1Jiří Borovička,2Olga Popova,1Pavel Spurný
Meteoritics & Planetary Science (in Press) Link to Article [https://doi.org/10.1111/maps.13259]
1Astronomical Institute of the Czech Academy of Sciences, , CZ‐25165 Ondřejov, Czech Republic
2Institute for Dynamics of Geospheres, Russian Academy of Sciences, , 119334 Moscow, Russia
Published by arrangement with John Wiley & Sons
High entry speed (>25 km s−1) and low density (<2500 kg m−3) are the two factors that lower the chance of a meteoroid to drop meteorites. The 26 g carbonaceous (CM2) meteorite Maribo recovered in Denmark in 2009 was delivered by a bright bolide observed by several instruments across northern and central Europe. By reanalyzing the available data, we confirmed the previously reported high entry speed of (28.3 ± 0.3) km s−1 and trajectory with slope of 31° to the horizontal. In order to understand how such a fragile material survived, we applied three different models of meteoroid atmospheric fragmentation to the detailed bolide light curve obtained by radiometers located in Czech Republic. The Maribo meteoroid was found to be quite inhomogeneous with different parts fragmenting at different dynamic pressures.

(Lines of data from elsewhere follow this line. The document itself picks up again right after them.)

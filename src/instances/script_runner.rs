use std::path::{Path, PathBuf};
use std::sync::Arc;
use std::time::Duration;

use log::info;
use serde_json::Value;

use crate::core::error::ExperimentError;
use crate::core::remote::{LaunchRequest, RemotePlane};
use crate::instances::common::bounded;

/// How often a script executes
#[derive(Debug, Clone, Copy, PartialEq, Eq)]
pub enum RunMode {
    /// A single execution
    Once,
    /// One execution per loop variable value
    Loop,
}

/// A local script to run on the node
#[derive(Debug, Clone)]
pub struct ScriptSpec {
    /// Name the command output is stored under
    pub name: String,
    pub path: PathBuf,
    pub mode: RunMode,
    pub blocking: bool,
}

impl ScriptSpec {
    pub fn once(name: &str, path: &Path) -> Self {
        Self {
            name: name.to_string(),
            path: path.to_path_buf(),
            mode: RunMode::Once,
            blocking: true,
        }
    }

    pub fn looped(name: &str, path: &Path) -> Self {
        Self {
            mode: RunMode::Loop,
            ..Self::once(name, path)
        }
    }
}

/// Uploads and executes scripts on the allocated node
pub struct ScriptRunner {
    plane: Arc<dyn RemotePlane>,
    timeout: Duration,
}

impl ScriptRunner {
    pub fn new(plane: Arc<dyn RemotePlane>, timeout: Duration) -> Self {
        Self { plane, timeout }
    }

    /// Run a script, returning the command output reported by the control plane
    pub async fn run(&self, node: &str, script: &ScriptSpec) -> Result<Value, ExperimentError> {
        if !script.path.is_file() {
            return Err(ExperimentError::MissingLocalFile(script.path.clone()));
        }

        info!("Run {}", script.name);
        let request = LaunchRequest {
            node: node.to_string(),
            script: script.path.clone(),
            blocking: script.blocking,
            name: script.name.clone(),
            loop_mode: script.mode == RunMode::Loop,
        };
        let output = bounded("launch", self.timeout, self.plane.launch(&request)).await?;
        Ok(output)
    }
}

#[cfg(test)]
mod tests {
    use super::*;
    use crate::core::remote::{MockRemotePlane, RemoteError};
    use std::fs;

    #[tokio::test]
    async fn test_loop_script_launch_request() {
        let dir = tempfile::tempdir().unwrap();
        let script = dir.path().join("loadgen.sh");
        fs::write(&script, "#!/bin/sh\nstress -c $cores\n").unwrap();

        let expected = script.clone();
        let mut plane = MockRemotePlane::new();
        plane
            .expect_launch()
            .withf(move |req| {
                req.node == "n1"
                    && req.script == expected
                    && req.name == "energy-stress-test"
                    && req.blocking
                    && req.loop_mode
            })
            .times(1)
            .returning(|_| Ok(Value::String("done".into())));

        let runner = ScriptRunner::new(Arc::new(plane), Duration::from_secs(1));
        let output = runner
            .run("n1", &ScriptSpec::looped("energy-stress-test", &script))
            .await
            .unwrap();
        assert_eq!(output, Value::String("done".into()));
    }

    #[tokio::test]
    async fn test_missing_script_is_local_error() {
        let runner = ScriptRunner::new(Arc::new(MockRemotePlane::new()), Duration::from_secs(1));
        let result = runner
            .run("n1", &ScriptSpec::once("setup", Path::new("/nonexistent/setup.sh")))
            .await;
        assert!(matches!(result, Err(ExperimentError::MissingLocalFile(_))));
    }

    #[tokio::test]
    async fn test_remote_failure_propagates() {
        let dir = tempfile::tempdir().unwrap();
        let script = dir.path().join("setup.sh");
        fs::write(&script, "true\n").unwrap();

        let mut plane = MockRemotePlane::new();
        plane
            .expect_launch()
            .returning(|_| Err(RemoteError::Rejected("node unreachable".into())));

        let runner = ScriptRunner::new(Arc::new(plane), Duration::from_secs(1));
        let result = runner.run("n1", &ScriptSpec::once("setup", &script)).await;
        assert!(matches!(result, Err(ExperimentError::Remote(RemoteError::Rejected(_)))));
    }
}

While 30–40% of the (2000 ± 1000) kg entry mass was destroyed already at 0.02 MPa, another 25–40%, according to different models, survived without fragmentation up to the relatively large dynamic pressures of 3–5 MPa. These pressures are only slightly lower than the measured tensile strengths of hydrated carbonaceous chondrite (CC) meteorites and are comparable with usual atmospheric fragmentation pressures of ordinary chondritic (OC) meteoroids. While internal cracks weaken OC meteoroids in comparison with meteorites, this effect seems to be absent in CC, enabling meteorite delivery even at high speeds, though in the form of only small fragments.